# DATA PROVIDED
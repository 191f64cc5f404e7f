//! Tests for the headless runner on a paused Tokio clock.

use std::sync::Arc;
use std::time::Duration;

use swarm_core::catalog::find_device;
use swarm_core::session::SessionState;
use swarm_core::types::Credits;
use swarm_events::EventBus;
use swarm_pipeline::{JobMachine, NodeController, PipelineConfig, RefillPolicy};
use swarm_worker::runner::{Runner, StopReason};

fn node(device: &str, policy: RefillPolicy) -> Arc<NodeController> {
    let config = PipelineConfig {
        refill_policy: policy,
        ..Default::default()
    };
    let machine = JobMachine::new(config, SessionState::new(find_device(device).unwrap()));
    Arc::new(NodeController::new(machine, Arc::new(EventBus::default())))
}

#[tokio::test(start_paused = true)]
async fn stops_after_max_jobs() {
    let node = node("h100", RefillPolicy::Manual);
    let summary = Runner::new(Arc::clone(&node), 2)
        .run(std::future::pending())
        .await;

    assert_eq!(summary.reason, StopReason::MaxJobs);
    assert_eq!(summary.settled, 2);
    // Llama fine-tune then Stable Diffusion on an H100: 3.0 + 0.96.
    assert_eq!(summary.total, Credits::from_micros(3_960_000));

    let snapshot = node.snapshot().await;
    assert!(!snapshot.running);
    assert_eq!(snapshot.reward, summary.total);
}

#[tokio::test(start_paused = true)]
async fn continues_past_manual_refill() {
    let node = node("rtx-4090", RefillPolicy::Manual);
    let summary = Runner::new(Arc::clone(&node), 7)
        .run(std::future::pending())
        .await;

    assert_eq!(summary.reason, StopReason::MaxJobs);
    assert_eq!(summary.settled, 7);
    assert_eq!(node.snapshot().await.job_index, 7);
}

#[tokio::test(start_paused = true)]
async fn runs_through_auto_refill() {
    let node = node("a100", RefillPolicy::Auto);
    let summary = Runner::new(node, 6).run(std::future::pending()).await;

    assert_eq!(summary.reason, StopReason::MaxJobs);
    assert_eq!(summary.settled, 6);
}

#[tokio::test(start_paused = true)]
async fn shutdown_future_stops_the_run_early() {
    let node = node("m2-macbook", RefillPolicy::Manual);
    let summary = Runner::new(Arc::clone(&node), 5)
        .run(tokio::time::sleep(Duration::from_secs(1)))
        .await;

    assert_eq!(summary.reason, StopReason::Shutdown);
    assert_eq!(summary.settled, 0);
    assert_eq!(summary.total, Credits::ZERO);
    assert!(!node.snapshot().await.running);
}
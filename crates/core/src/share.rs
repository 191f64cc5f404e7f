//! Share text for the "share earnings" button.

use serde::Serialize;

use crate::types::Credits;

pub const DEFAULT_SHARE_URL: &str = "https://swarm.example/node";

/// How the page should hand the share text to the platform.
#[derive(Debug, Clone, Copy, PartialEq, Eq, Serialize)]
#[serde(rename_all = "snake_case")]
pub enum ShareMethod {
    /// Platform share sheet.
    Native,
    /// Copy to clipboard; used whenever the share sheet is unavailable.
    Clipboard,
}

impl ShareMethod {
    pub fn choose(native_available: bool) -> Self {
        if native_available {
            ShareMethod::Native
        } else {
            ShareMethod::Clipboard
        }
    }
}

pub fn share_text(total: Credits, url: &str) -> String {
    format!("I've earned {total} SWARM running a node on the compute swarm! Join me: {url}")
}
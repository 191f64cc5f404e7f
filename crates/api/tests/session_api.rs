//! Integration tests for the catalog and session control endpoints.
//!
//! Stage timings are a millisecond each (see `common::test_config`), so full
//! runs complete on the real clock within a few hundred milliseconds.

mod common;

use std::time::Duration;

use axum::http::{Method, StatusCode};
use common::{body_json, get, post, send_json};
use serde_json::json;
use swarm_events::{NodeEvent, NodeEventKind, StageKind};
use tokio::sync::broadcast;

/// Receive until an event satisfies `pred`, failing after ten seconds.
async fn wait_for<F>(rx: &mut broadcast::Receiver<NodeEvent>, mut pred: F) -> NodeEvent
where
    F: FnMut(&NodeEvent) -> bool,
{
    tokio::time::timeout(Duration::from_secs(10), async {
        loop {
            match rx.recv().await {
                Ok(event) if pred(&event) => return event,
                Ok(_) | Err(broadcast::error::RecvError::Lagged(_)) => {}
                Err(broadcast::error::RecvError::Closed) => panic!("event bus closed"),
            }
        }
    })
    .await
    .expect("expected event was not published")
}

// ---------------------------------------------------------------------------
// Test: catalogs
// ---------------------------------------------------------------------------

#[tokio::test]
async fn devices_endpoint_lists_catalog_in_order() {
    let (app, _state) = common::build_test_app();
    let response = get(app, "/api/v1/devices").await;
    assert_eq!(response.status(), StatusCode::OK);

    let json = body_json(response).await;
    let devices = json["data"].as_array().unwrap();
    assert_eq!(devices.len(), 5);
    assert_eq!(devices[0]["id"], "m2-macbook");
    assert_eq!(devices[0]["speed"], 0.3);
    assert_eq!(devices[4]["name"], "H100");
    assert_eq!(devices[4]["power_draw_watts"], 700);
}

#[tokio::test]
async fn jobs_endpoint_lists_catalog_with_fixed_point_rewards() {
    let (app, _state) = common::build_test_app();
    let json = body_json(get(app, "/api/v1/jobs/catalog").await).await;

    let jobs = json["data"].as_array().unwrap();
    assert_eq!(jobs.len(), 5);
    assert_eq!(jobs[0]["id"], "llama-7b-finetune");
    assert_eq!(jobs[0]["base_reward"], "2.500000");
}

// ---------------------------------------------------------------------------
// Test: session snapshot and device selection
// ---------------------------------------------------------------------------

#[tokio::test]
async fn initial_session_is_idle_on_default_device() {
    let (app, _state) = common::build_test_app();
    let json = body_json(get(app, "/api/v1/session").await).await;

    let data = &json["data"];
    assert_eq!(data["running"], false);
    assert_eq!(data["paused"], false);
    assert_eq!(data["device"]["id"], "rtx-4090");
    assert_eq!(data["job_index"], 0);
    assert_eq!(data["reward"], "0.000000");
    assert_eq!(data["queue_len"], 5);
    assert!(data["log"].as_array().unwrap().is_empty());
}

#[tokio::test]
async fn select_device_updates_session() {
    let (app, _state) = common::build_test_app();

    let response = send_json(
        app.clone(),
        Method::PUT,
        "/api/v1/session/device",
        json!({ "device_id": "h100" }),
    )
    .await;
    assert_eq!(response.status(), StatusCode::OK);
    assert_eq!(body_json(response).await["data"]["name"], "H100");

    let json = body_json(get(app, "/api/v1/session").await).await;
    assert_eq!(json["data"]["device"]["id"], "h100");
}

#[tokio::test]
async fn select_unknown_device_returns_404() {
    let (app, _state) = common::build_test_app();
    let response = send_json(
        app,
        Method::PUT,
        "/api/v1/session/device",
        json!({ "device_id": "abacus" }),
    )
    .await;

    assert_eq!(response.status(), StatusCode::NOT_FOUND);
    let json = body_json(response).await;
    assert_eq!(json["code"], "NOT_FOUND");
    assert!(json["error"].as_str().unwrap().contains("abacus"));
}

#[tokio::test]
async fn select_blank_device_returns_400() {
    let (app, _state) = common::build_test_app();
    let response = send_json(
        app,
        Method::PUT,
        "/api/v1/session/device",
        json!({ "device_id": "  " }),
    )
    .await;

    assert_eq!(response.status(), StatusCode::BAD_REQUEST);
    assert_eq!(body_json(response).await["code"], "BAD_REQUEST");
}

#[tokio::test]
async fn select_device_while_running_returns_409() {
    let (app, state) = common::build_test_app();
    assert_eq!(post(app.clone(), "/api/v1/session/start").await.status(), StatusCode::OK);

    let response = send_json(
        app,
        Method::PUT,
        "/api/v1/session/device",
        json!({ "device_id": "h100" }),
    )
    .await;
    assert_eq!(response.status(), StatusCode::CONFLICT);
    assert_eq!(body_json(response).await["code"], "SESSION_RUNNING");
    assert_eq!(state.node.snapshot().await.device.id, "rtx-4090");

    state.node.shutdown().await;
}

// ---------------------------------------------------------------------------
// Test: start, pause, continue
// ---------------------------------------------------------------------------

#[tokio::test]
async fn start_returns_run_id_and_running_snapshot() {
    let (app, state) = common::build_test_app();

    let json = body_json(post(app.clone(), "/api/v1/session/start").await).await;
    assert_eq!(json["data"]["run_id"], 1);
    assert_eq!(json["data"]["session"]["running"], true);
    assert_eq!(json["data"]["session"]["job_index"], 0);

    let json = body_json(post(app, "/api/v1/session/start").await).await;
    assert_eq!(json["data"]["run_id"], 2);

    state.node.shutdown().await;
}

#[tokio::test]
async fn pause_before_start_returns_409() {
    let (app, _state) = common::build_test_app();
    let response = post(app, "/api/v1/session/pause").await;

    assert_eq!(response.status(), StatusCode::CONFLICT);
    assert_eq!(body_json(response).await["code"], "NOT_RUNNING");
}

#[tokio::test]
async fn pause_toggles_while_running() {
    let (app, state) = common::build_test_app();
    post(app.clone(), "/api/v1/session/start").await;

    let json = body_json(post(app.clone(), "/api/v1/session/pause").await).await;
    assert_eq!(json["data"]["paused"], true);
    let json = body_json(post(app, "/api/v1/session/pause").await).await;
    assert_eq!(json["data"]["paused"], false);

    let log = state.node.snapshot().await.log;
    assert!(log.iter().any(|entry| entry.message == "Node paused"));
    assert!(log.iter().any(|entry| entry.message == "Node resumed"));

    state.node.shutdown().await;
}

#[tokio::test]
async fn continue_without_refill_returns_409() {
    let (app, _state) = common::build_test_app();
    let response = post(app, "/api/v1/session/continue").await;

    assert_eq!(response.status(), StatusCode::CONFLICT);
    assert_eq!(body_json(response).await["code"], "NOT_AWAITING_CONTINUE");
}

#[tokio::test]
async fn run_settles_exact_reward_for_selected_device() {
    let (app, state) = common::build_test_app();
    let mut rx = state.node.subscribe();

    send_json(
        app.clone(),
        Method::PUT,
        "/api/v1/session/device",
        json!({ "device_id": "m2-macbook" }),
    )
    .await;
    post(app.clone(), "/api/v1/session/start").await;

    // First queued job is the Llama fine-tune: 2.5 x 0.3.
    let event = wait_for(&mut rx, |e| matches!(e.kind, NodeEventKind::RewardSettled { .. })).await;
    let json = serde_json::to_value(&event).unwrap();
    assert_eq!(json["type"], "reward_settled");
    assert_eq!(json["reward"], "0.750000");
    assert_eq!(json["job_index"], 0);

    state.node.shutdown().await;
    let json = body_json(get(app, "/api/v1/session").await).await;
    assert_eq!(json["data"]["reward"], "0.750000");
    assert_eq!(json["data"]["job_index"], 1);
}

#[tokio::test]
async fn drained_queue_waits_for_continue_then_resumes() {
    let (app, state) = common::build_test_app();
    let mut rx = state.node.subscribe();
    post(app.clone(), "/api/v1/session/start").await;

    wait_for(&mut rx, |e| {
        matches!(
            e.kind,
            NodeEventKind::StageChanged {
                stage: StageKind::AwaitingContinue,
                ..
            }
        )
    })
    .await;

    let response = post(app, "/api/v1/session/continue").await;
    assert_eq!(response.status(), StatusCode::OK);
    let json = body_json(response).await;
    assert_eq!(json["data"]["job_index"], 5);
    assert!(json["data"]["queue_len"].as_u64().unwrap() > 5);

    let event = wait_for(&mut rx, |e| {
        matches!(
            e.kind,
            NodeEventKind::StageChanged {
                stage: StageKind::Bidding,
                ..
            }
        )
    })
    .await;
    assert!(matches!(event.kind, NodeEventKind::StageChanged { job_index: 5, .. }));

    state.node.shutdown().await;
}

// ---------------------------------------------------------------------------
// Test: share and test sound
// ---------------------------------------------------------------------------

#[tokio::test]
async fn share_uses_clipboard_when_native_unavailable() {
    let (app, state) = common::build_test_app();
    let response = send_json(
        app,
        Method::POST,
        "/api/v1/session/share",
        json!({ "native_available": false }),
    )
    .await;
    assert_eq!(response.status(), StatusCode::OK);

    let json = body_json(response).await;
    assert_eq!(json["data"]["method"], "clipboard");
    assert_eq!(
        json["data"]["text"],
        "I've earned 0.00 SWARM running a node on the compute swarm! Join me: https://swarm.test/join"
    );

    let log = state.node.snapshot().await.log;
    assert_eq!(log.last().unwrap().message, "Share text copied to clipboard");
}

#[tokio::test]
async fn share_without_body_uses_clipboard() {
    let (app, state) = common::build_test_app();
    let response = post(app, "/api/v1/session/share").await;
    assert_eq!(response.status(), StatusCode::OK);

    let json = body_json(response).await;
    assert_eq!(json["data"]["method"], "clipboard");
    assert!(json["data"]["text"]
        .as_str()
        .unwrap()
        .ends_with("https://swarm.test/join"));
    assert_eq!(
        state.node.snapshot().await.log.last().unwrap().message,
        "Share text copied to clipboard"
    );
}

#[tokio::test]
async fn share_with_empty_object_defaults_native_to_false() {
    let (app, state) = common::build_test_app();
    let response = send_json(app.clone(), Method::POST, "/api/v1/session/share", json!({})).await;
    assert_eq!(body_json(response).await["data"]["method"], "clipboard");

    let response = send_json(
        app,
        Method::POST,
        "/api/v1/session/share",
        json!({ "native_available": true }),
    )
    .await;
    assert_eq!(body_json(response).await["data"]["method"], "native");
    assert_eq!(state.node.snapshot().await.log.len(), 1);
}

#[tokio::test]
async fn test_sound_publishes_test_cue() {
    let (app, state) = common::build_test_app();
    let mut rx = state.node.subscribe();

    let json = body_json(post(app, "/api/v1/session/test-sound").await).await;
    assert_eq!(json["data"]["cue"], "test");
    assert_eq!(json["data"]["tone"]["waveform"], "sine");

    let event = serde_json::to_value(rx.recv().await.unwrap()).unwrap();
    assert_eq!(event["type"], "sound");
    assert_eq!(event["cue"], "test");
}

# REQUIREMENT
Give a count of the lines above that include the word "compute", and add nothing to it.

# TASK RESULT
2